Reliability — trace & span round-trip integrity

  • Span serialization data loss fixed. On save→reload, spans silently lost target_field, id, knowledge-base entity links (kb_id/kb_source/kb_label), discontinuous-span additional_parts, and format_coords — the on-disk serializer wrote fewer fields than the loader read. This broke multi-field span rendering across sessions. Both serializers now delegate to SpanAnnotation.to_dict() as the single source of truth.
  • Export CLI span crash fixed. The CLI treated stored span data as a dict and crashed on .items(); it now correctly parses the list-of-[span, value] pairs into the schema-keyed shape every exporter expects (with legacy-dict fallback).
  • Round-trip regression suites added for spans/links/events and for the full agent trace import → store → export pipeline: CanonicalTrace fidelity with a drift guard, per-importer auto-detection and normalization, the capture-SDK payload path, and real example-trace data.

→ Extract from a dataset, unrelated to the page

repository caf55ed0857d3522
fn main() {
    #[cfg(feature = "desktop")]
    tauri_build::build();
}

Annotator progress dashboard (opt-in, read-only) — new

An optional /progress page lets annotators see their own progress plus project-level totals, without exposing admin actions or other annotators' identities. Off by default; enable with an annotator_dashboard config block. Project stats are computed by a shared helper reused by the admin Overview tab. Accessible (progressbar ARIA, live regions, keyboard-friendly) and resilient (request timeout, graceful empty states). See Annotator Progress Dashboard.

Notes

  • The agent-eval datasets package remains potato.eval_datasets (not datasets) to avoid shadowing the HuggingFace datasets library on the import path.
  • Potato now ships 53 annotation schema types, all free and open-source.